Über Nationalismus im 21. Jahrhundert

Der Nationalismus wähnt sich im Aufwind, diverse Wahlergebnisse sowie der Brexit würden dies beweisen. Ich möchte mich heute einmal grundsätzlich mit dem Begriff des Nationalismus aus meiner Sicht auseinandersetzen.

 

Was verstehe ich unter Nationalismus? Zunächst eine extrem hohe Identifikation mit dem "eigenen Land", der eigenen Kultur sowie der ihr eigenen Lebensweise (Werte) und Lebensausgestaltung. Klingt ja erstmal nicht sonderlich verwerflich, würde der Begriff für einige seiner angeblichen Vertreter eben auch so gelten, tut er aber nicht.

 

Warum? Weil diese Ideale verknüpft werden mit einem Überlegenheitsdenken. "Wir" sind besser, sind wichtiger als andere Menschen. "Wir" sind das besondere Volk, "unser" System ist über jeden Zweifel erhaben, "unsere" Werte sind herausstechend.

 

Viele heutige angebliche Anhänger des Nationalismus versuchen sich durch Abgrenzung zu profilieren. Schüren Ängste vor einer permanenten Bedrohung "ihrer" Kultur, "ihres Volkes, "ihrer" Identität.

 

Doch steigen wir ganz grundsätzlicher ein: Ist Nationalismus grundsätzlich schlecht? Eine klare Antwort fällt gerade deshalb schwer, weil es so viele unterschiedliche Selbstverständnisse des Begriffes gibt. Weil die Übergänge hin zum extrem rechten Rand fließend sind, die Vertreter selbst sich aber als Nationalisten, besorgte Bürger, Wertebewahrer oder Ähnliches ausgeben.

 

Gerade diese Vertreter sind oftmals nicht sonderlich intelligent mit ein paar Ausnahmen (die dann besonders gefährlich sind). Die weniger Intelligenten beleidigen wahllos, provozieren, diffamieren, führen verbale Kriegsfeldzüge ohne sinnvolle rationale Argumentationen.
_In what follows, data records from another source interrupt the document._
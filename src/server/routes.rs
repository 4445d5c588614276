use std::sync::Arc;

use axum::{
    extract::{Query, State},
    http::StatusCode,
    Json,
};
use chrono::Utc;
use serde::{Deserialize, Serialize};
use tracing::{error, info};

use crate::error::ScrapeError;
use crate::models::Property;
use crate::store::PropertyStore;

#[derive(Deserialize)]
pub struct SearchQuery {
    #[serde(default)]
    pub q: String,
    #[serde(rename = "maxPrice")]
    pub max_price: Option<i64>,
}

#[derive(Serialize)]
pub struct ScrapeResponse {
    pub success: bool,
    pub message: String,
    pub timestamp: String,
    pub properties_count: usize,
    #[serde(skip_serializing_if = "Option::is_none")]
    pub error: Option<String>,
}

#[derive(Serialize)]
pub struct ScraperStatus {
    /// Epoch milliseconds of the last successful scrape, 0 when none.
    pub last_scrape_time: i64,
    pub last_scrape_formatted: String,
    pub cached_properties_count: usize,
    pub is_recent: bool,
}

#[derive(Serialize)]
pub struct HealthResponse {
    pub status: &'static str,
}

/// Full listing feed; populates the store on first hit.
pub async fn list_properties(State(store): State<Arc<PropertyStore>>) -> Json<Vec<Property>> {
    Json(store.list().await)
}

pub async fn search_properties(
    State(store): State<Arc<PropertyStore>>,
    Query(params): Query<SearchQuery>,
) -> Json<Vec<Property>> {
    Json(store.search(&params.q, params.max_price).await)
}

/// Manual re-scrape: bypasses the freshness window and swaps the whole
/// collection. The only place pipeline errors surface to a client; the
/// listing feed keeps serving previous data regardless.
pub async fn scrape_railey(
    State(store): State<Arc<PropertyStore>>,
) -> (StatusCode, Json<ScrapeResponse>) {
    match store.rescrape().await {
        Ok(count) => {
            info!(count, "manual re-scrape succeeded");
            (
                StatusCode::OK,
                Json(ScrapeResponse {
                    success: true,
                    message: format!("Scraped {count} properties"),
                    timestamp: Utc::now().to_rfc3339(),
                    properties_count: count,
                    error: None,
                }),
            )
        }
        Err(err) => {
            error!(error = %err, "manual re-scrape failed");
            let status = match err {
                ScrapeError::Service(_) => StatusCode::SERVICE_UNAVAILABLE,
                _ => StatusCode::INTERNAL_SERVER_ERROR,
            };
            (
                status,
                Json(ScrapeResponse {
                    success: false,
                    message: "Scrape failed; previous data remains available".to_string(),
                    timestamp: Utc::now().to_rfc3339(),
                    properties_count: store.count(),
                    error: Some(err.to_string()),
                }),
            )
        }
    }
}

pub async fn scraper_status(State(store): State<Arc<PropertyStore>>) -> Json<ScraperStatus> {
    let status = store.cache_status();

    let (last_scrape_time, last_scrape_formatted) = match status.last_fetched {
        Some(fetched_at) => (
            fetched_at.timestamp_millis(),
            fetched_at.format("%Y-%m-%d %H:%M:%S UTC").to_string(),
        ),
        None => (0, "never".to_string()),
    };

    Json(ScraperStatus {
        last_scrape_time,
        last_scrape_formatted,
        cached_properties_count: status.cached_count,
        is_recent: status.is_recent,
    })
}

pub async fn health() -> Json<HealthResponse> {
    Json(HealthResponse { status: "ok" })
}
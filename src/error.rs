use thiserror::Error;

/// Failures of the listing acquisition pipeline.
///
/// All variants except `Service` are absorbed at the cache boundary and
/// degrade to stale-cache-then-fallback data. `Service` is additionally
/// surfaced on the manual re-scrape endpoint as a structured response.
#[derive(Error, Debug)]
pub enum ScrapeError {
    #[error("listing source fetch failed: {0}")]
    Network(String),

    #[error("extraction produced no listings")]
    Empty,

    #[error("extraction service returned a malformed response: {0}")]
    Malformed(String),

    #[error("extraction service rejected the request: {0}")]
    Service(String),

    #[error("OPENAI_API_KEY is not set")]
    MissingApiKey,
}

impl From<reqwest::Error> for ScrapeError {
    fn from(err: reqwest::Error) -> Self {
        ScrapeError::Network(err.to_string())
    }
}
Diese sind dadurch aber eben auch sehr leicht zu entlarven und daher nicht eine so sonderlich große Bedrohung. Weil man sie eben auch nicht wirklich ernst nehmen kann, als vernunftbegabter Mensch.

 

Dabei kann ich in weiten Teilen sogar Verständnis aufbringen für Dinge wie den Wunsch der Wahrung der eigenen Lebensweise, der eigenen Kultur und der eigenen "Identität". Warum auch nicht? Daran ist schließlich nichts verwerflich. Diese Dinge werden aber derart instrumentalisiert und mit einer extrem rechten Ideologie verknüpft, welche jede ernsthafte Debatte über den Begriff des Nationalismus und wie wir als Gesellschaft zu ihm stehen, im Keim erstickt.

 

Auch hier zeigt sich die für mich bedeutenste Konstante in der Menschheit einmal mehr: Die Dummheit. Denn die, welche von sich selbst behaupten, sie wären die brennensten Nationalisten, stehen einer echten Auseinandersetzung mit dem Selbigen an meisten im Wege, weil sie die Haltung durch Extrempositionen selbst durch den Dreck ziehen. Selbst Schuld, würde ich mal sagen.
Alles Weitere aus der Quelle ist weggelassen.